> _DATA SHOWN_
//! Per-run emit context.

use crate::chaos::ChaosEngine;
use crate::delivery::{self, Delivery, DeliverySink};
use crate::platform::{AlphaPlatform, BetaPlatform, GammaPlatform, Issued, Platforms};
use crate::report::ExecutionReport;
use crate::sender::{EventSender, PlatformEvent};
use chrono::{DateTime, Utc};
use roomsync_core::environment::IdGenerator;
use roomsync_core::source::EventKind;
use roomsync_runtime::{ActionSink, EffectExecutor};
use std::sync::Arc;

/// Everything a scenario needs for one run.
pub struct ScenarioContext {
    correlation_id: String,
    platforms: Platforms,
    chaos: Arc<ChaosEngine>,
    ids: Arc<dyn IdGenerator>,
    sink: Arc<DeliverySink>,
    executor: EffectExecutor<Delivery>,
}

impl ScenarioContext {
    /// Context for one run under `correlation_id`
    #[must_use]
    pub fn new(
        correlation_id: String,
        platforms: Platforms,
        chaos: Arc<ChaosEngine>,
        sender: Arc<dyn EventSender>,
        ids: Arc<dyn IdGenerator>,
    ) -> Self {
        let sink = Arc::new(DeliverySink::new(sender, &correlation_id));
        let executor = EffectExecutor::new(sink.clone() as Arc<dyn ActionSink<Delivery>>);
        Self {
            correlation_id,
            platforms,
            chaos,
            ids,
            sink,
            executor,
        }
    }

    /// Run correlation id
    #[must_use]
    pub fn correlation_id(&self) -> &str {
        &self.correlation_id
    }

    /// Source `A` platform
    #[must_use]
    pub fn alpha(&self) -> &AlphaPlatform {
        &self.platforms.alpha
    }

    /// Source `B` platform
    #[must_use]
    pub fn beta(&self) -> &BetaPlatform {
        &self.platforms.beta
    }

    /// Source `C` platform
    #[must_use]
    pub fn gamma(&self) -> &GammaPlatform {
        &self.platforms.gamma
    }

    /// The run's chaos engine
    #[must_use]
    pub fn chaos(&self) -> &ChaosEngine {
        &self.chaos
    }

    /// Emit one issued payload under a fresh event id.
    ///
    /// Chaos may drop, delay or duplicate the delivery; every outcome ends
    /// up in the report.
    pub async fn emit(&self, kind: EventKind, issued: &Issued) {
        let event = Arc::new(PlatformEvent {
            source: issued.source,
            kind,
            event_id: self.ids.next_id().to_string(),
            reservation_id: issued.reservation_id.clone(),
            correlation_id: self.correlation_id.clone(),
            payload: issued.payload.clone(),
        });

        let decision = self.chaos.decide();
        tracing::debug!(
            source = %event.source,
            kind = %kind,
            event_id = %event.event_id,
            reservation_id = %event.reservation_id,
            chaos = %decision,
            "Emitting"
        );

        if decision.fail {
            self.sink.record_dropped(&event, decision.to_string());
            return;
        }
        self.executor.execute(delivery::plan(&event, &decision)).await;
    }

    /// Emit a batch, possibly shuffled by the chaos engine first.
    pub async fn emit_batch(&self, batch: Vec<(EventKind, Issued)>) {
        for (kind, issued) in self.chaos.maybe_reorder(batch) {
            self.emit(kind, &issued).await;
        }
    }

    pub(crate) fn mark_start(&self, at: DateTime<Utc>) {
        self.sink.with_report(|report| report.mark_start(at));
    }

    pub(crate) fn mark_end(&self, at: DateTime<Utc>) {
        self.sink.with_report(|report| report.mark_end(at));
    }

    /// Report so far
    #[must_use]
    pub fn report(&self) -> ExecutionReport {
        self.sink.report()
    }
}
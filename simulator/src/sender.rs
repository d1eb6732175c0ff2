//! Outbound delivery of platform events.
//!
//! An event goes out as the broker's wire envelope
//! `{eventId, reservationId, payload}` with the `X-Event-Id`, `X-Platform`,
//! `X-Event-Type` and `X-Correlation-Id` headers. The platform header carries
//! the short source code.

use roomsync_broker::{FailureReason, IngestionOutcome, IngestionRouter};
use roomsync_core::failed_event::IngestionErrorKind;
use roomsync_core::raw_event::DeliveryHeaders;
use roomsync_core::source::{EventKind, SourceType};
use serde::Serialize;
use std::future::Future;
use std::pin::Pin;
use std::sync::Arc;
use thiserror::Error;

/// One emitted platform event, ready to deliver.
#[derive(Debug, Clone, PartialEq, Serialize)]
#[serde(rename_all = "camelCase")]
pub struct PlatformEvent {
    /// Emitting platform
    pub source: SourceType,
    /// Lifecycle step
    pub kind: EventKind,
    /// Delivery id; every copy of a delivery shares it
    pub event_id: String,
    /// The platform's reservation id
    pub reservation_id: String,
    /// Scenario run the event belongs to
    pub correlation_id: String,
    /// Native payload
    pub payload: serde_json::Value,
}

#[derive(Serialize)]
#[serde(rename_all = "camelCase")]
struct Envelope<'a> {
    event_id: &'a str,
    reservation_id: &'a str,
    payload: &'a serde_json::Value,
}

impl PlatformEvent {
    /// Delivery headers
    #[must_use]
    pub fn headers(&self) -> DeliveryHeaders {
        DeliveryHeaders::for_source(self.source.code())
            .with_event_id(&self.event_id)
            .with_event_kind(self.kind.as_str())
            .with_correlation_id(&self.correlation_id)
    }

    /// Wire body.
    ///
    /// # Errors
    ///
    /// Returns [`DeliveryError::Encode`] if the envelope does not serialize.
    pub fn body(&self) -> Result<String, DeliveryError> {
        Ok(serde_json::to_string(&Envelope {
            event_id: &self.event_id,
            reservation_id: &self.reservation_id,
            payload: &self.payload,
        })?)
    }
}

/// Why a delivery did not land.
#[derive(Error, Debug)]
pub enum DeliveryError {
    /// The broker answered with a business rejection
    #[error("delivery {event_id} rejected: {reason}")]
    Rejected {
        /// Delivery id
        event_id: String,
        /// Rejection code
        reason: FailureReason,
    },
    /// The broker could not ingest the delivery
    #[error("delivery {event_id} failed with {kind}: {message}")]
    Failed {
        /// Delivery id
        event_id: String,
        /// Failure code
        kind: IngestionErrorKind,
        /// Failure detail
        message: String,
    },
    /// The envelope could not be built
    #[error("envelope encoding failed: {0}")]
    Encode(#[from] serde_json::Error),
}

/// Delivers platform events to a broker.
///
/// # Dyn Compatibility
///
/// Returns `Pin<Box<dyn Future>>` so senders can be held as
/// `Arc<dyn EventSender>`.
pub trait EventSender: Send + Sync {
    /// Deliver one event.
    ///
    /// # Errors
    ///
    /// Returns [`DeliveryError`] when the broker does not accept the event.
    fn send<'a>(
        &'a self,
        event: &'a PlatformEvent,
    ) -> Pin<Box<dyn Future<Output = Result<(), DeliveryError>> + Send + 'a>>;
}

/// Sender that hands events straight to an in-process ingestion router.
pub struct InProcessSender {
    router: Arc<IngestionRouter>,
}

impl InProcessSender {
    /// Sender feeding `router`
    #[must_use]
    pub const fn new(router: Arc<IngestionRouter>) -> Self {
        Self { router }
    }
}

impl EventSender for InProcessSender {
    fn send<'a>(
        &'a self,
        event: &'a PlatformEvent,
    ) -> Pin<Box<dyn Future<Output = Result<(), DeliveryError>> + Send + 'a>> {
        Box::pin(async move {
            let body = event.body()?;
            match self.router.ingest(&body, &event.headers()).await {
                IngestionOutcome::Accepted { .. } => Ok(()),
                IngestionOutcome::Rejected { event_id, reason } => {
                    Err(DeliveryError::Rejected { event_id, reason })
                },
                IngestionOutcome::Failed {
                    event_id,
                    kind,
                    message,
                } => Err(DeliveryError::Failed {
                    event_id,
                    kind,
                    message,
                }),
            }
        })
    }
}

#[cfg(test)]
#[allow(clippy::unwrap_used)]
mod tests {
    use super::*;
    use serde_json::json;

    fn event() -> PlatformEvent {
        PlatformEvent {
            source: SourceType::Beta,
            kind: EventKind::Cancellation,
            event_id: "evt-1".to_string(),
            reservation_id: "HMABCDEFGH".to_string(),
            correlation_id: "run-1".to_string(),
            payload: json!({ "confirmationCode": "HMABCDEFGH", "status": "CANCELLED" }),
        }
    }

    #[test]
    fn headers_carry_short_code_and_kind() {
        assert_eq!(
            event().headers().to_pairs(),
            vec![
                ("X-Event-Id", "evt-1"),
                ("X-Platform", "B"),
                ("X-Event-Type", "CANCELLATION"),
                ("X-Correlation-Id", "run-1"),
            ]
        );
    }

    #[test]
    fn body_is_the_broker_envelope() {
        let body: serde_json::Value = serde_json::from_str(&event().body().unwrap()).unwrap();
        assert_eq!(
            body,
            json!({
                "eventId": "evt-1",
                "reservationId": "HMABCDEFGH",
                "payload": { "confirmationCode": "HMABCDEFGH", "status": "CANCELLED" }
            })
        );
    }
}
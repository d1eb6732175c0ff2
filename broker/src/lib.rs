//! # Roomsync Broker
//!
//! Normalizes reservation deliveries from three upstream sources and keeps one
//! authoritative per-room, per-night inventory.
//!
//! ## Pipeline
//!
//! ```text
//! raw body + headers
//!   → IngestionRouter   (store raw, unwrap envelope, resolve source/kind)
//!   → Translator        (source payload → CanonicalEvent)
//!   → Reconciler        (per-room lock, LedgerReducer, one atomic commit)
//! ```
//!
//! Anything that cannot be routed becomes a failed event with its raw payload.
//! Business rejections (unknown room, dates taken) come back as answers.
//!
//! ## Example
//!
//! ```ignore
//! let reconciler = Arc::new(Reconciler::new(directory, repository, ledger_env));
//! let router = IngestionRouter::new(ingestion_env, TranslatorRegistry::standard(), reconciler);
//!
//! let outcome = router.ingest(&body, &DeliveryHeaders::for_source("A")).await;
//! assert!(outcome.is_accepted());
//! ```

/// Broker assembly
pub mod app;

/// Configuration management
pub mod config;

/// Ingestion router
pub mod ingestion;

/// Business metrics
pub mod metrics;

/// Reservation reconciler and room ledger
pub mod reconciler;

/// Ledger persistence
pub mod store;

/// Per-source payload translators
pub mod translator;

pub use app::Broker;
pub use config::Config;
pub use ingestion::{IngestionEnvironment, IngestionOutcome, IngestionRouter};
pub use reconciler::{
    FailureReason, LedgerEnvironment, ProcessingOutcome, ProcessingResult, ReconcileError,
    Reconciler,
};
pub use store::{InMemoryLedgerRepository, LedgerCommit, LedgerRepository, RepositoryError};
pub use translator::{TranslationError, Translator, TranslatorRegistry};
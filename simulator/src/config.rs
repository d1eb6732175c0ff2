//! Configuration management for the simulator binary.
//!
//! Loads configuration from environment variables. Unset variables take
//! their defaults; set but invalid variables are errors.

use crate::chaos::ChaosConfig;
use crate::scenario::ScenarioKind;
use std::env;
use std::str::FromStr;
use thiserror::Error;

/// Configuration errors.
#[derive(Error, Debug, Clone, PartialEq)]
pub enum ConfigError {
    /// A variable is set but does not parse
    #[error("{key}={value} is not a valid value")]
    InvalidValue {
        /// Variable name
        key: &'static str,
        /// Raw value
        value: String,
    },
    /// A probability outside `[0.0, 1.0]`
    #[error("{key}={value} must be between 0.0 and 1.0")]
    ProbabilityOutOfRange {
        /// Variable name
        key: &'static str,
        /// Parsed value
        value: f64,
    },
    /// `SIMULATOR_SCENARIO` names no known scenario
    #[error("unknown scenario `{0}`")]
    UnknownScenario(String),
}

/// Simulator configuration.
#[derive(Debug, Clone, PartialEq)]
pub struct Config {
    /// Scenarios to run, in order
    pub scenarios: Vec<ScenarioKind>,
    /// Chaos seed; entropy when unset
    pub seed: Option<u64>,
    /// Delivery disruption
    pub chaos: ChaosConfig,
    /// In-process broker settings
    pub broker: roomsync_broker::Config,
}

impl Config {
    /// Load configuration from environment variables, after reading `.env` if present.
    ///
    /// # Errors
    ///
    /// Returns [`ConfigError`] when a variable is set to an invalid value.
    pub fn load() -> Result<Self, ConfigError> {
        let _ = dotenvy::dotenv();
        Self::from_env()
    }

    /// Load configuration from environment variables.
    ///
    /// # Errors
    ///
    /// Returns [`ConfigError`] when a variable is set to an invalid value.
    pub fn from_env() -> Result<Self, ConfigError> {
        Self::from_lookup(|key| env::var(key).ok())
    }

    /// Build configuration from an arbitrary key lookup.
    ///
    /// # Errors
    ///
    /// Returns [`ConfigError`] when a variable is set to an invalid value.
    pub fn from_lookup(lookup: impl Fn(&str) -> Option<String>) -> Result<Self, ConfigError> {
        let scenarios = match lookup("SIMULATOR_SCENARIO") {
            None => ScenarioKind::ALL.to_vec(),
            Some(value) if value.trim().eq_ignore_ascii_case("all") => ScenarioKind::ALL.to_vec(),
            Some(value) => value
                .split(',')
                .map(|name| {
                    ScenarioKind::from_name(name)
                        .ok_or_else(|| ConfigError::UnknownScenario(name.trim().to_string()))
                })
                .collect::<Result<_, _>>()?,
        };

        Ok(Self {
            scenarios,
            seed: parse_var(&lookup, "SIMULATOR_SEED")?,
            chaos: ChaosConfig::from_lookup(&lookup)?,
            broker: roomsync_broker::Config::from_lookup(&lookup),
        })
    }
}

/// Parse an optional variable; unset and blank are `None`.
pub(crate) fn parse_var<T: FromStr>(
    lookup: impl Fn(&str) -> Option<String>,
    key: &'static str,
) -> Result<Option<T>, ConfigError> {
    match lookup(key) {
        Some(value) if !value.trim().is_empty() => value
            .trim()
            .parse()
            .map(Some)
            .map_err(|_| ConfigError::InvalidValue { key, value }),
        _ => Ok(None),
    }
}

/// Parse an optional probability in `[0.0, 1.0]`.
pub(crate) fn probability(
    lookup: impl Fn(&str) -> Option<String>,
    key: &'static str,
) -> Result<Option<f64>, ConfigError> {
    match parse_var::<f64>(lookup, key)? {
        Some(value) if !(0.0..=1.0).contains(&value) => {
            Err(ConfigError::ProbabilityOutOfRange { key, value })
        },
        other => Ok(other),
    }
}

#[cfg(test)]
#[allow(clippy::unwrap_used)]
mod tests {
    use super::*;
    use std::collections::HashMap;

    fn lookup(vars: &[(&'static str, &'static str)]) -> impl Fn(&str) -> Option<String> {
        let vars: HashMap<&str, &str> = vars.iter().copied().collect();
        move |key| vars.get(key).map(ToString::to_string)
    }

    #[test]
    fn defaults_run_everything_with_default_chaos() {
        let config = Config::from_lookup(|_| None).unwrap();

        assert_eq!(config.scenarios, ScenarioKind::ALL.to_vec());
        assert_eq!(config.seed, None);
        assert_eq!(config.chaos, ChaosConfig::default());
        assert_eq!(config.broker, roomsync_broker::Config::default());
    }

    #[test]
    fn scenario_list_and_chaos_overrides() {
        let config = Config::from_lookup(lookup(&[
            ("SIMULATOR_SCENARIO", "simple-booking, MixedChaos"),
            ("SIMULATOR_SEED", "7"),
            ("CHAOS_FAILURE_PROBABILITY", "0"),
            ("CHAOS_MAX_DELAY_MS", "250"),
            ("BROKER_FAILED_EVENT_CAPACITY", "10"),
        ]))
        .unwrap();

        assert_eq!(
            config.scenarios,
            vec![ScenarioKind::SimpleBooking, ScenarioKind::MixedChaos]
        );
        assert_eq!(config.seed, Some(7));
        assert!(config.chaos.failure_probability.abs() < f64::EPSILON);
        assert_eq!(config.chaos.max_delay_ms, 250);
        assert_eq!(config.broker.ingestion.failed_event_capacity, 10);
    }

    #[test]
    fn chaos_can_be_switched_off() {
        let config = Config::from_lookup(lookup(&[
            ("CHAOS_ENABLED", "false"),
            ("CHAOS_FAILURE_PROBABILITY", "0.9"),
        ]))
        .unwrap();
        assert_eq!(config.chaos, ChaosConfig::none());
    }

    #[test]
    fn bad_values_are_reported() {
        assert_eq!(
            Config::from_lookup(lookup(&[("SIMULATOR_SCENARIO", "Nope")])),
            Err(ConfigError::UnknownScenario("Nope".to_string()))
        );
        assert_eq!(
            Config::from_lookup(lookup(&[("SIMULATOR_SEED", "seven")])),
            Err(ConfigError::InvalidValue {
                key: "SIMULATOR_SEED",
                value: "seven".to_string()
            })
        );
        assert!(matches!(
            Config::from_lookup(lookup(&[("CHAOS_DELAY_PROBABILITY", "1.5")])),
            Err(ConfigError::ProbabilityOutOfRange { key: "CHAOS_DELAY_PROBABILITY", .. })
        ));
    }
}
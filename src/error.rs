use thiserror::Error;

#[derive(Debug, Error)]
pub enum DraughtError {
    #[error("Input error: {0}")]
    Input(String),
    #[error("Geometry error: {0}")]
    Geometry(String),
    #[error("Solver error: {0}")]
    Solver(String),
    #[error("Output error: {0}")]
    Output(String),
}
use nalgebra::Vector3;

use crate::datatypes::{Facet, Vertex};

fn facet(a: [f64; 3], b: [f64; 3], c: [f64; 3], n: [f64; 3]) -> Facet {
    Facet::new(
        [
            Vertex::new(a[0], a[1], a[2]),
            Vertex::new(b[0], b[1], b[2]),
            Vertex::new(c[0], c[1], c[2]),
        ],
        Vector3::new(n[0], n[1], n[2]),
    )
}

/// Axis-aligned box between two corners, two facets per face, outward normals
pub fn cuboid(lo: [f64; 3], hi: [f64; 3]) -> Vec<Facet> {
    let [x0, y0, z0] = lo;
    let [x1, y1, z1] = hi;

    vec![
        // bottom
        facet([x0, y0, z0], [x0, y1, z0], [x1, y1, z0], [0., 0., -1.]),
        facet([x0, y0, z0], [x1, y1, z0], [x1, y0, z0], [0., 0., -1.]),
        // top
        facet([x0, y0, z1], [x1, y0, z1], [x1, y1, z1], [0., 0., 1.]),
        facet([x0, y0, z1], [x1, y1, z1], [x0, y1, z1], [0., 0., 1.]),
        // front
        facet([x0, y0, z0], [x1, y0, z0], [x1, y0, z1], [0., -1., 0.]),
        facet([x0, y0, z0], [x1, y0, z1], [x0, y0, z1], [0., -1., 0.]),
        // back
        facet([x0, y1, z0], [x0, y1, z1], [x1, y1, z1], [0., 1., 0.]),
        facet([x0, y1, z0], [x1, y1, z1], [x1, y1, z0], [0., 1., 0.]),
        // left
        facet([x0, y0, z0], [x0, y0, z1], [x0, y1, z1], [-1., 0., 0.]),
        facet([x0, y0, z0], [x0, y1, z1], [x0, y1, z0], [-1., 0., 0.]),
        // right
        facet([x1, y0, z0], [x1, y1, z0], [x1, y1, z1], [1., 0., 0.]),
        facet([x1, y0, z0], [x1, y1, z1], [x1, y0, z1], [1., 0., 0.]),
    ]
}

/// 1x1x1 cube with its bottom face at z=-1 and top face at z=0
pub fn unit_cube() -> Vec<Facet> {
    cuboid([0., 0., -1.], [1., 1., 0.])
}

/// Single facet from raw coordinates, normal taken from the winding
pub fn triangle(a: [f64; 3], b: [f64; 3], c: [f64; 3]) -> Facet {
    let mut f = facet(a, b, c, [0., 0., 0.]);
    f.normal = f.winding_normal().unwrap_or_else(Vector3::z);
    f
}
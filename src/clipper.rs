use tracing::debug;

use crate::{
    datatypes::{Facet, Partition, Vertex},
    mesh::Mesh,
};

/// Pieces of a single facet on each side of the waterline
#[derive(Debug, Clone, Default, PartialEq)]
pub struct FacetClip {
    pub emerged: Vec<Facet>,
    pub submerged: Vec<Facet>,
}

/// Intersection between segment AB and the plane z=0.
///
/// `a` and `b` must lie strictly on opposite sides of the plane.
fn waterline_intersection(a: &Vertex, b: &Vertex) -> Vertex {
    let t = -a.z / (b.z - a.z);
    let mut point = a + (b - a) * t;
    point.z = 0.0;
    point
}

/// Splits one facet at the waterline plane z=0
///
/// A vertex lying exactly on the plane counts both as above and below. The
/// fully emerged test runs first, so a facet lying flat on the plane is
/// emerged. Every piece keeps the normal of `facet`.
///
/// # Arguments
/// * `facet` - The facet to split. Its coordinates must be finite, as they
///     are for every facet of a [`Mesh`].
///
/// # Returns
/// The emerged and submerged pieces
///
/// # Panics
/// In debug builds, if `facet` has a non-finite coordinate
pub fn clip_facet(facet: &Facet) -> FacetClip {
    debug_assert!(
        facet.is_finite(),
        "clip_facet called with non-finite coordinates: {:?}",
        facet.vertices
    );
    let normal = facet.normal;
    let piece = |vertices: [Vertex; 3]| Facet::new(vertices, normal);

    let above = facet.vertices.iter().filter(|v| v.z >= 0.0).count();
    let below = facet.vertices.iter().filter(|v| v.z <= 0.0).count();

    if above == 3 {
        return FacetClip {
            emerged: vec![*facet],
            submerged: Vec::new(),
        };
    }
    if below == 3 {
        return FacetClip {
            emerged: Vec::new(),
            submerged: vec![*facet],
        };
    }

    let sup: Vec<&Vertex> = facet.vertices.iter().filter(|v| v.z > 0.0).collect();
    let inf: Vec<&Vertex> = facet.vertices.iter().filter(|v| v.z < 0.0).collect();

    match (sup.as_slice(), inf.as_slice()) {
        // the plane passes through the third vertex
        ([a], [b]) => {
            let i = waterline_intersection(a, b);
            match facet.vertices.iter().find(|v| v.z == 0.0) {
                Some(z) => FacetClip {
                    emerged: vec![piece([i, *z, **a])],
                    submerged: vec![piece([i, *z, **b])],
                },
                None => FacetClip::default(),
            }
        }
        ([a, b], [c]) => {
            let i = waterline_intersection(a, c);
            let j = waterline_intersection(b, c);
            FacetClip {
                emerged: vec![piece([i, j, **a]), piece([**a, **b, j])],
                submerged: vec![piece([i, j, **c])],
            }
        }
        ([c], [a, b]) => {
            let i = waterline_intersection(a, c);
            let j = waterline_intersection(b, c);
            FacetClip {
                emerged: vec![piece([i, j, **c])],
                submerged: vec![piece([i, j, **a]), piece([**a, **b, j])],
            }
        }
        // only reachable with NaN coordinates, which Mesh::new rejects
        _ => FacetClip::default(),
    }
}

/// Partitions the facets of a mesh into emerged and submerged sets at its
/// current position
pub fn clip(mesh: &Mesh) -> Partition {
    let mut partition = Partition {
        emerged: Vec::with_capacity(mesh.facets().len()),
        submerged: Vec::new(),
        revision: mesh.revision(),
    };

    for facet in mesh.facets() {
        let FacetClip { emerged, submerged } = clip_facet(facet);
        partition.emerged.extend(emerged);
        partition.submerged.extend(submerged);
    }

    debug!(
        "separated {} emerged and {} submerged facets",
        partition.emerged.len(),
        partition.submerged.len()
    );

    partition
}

> _PROMPT_
How many lines in the records hold the string "extend"? Answer with only that number.

> _REPLY_
2